[Start of Attachment]

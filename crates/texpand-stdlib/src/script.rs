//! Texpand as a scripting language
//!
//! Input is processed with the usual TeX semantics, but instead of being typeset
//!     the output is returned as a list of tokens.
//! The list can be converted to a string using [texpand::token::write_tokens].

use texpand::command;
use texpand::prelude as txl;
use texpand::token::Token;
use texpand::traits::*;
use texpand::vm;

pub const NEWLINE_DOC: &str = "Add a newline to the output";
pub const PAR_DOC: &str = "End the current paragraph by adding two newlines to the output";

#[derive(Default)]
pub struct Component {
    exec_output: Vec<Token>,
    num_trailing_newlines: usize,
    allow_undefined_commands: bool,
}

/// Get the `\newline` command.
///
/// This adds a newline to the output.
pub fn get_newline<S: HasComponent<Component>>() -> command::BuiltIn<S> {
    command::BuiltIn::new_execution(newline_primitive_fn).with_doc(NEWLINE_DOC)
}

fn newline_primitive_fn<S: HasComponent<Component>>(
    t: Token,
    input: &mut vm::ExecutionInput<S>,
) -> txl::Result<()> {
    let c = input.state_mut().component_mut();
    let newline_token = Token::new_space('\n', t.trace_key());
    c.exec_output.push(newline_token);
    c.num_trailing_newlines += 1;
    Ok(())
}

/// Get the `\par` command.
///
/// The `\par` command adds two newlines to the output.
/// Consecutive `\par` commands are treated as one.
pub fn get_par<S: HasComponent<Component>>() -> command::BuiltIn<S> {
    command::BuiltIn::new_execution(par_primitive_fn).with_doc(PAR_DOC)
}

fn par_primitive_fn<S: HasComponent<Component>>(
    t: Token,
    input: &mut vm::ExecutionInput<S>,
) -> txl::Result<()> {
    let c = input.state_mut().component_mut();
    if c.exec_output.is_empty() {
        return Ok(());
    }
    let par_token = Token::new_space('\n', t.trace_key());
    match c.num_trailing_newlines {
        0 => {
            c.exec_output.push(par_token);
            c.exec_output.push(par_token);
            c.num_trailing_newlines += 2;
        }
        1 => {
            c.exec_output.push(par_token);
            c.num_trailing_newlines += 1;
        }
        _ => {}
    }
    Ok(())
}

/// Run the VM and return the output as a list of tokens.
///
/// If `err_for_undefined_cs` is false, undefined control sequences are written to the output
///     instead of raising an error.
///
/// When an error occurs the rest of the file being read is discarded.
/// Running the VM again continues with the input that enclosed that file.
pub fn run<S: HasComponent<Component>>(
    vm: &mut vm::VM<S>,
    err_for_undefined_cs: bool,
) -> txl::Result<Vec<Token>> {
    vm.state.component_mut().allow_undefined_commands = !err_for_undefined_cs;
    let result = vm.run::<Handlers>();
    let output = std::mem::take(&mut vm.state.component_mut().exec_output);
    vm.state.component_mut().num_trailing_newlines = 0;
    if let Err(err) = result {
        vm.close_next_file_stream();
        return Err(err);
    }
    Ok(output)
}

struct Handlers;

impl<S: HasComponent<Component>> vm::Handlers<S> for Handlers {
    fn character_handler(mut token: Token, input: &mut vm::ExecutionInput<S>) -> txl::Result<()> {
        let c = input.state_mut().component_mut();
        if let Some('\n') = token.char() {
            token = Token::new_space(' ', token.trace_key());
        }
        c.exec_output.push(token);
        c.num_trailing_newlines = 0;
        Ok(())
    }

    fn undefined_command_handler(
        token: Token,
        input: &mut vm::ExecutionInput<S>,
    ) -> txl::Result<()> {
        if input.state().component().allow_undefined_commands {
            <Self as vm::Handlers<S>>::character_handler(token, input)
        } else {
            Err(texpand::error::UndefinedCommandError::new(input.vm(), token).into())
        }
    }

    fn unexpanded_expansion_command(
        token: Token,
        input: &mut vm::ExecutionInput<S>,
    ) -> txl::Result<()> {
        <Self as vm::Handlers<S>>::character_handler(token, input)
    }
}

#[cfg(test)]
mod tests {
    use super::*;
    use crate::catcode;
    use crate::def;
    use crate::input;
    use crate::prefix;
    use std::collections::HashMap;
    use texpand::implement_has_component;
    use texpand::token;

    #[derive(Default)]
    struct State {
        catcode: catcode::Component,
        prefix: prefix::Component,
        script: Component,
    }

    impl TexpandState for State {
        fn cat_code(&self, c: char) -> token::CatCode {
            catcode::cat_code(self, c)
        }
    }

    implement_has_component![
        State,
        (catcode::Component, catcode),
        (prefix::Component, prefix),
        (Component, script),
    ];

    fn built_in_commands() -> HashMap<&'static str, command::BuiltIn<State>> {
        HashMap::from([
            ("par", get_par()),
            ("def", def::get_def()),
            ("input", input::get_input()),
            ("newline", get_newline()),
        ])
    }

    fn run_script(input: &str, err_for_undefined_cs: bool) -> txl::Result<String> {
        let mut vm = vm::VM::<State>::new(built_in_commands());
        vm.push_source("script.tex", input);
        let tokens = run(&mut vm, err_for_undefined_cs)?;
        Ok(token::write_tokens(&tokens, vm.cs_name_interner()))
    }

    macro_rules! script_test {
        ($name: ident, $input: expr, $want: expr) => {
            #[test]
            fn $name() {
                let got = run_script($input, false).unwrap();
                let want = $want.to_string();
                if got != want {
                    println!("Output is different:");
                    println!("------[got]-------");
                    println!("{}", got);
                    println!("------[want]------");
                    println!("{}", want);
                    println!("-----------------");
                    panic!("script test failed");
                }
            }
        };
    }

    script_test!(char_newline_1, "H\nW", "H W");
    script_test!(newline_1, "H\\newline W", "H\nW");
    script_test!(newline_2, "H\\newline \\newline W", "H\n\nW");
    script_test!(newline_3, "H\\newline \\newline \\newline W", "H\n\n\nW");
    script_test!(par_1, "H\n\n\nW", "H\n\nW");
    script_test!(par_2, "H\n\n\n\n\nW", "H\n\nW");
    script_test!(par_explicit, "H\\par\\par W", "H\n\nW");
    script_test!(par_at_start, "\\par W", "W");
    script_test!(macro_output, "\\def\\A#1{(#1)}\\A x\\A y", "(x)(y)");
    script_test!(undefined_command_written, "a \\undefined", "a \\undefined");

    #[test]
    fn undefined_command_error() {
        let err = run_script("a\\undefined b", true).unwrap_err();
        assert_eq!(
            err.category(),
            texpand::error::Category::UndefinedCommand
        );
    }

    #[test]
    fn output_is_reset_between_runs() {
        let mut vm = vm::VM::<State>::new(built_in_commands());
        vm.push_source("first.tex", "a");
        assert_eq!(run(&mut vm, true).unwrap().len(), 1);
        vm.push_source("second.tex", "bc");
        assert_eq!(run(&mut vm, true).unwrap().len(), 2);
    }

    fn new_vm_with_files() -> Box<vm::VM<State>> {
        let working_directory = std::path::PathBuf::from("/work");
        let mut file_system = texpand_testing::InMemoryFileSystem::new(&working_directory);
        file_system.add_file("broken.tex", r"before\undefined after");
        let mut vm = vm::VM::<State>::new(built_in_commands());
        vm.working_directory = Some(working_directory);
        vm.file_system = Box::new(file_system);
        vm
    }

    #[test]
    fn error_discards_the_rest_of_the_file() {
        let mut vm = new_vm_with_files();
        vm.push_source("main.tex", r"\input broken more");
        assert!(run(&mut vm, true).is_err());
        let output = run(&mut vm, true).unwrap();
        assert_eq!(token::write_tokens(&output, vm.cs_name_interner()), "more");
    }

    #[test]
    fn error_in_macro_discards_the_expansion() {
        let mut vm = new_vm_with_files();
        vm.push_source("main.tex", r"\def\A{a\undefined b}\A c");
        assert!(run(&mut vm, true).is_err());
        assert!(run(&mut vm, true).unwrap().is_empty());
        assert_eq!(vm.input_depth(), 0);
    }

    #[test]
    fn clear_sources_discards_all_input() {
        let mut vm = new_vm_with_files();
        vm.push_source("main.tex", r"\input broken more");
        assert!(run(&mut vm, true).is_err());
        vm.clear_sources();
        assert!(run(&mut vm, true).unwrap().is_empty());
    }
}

[End of Attachment]
[Start of Attachment]

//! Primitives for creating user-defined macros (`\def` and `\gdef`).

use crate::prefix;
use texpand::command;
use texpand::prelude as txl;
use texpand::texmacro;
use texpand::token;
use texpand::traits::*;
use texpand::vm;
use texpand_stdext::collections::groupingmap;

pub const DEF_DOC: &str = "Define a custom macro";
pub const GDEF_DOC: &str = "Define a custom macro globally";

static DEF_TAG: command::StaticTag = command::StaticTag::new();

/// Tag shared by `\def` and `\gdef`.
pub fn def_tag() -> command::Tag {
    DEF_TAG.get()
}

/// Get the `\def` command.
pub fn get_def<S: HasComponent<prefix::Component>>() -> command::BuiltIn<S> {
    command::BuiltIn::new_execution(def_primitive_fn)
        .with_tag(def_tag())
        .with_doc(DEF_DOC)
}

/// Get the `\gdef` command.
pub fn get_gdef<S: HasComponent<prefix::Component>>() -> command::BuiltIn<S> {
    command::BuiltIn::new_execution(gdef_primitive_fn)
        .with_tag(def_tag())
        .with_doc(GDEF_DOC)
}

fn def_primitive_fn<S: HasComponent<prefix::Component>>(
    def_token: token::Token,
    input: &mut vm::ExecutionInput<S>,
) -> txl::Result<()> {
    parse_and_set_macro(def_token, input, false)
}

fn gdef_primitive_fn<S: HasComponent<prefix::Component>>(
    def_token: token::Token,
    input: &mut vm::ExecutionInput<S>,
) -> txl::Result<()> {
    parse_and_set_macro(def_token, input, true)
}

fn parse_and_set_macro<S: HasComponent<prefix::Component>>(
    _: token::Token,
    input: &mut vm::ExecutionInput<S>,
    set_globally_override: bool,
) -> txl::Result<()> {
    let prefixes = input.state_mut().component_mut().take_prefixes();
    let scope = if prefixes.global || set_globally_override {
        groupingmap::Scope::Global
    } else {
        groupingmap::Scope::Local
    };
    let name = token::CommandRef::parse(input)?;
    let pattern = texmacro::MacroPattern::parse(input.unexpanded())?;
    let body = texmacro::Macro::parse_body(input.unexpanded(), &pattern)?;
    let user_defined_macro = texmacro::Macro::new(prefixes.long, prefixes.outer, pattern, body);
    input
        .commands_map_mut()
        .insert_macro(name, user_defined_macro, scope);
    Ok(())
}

[End of Attachment]

Your reply should hold every line from the data that contains "static", copied in full.

    fn built_in_commands() -> HashMap<&'static str, command::BuiltIn<State>> {
static DEF_TAG: command::StaticTag = command::StaticTag::new();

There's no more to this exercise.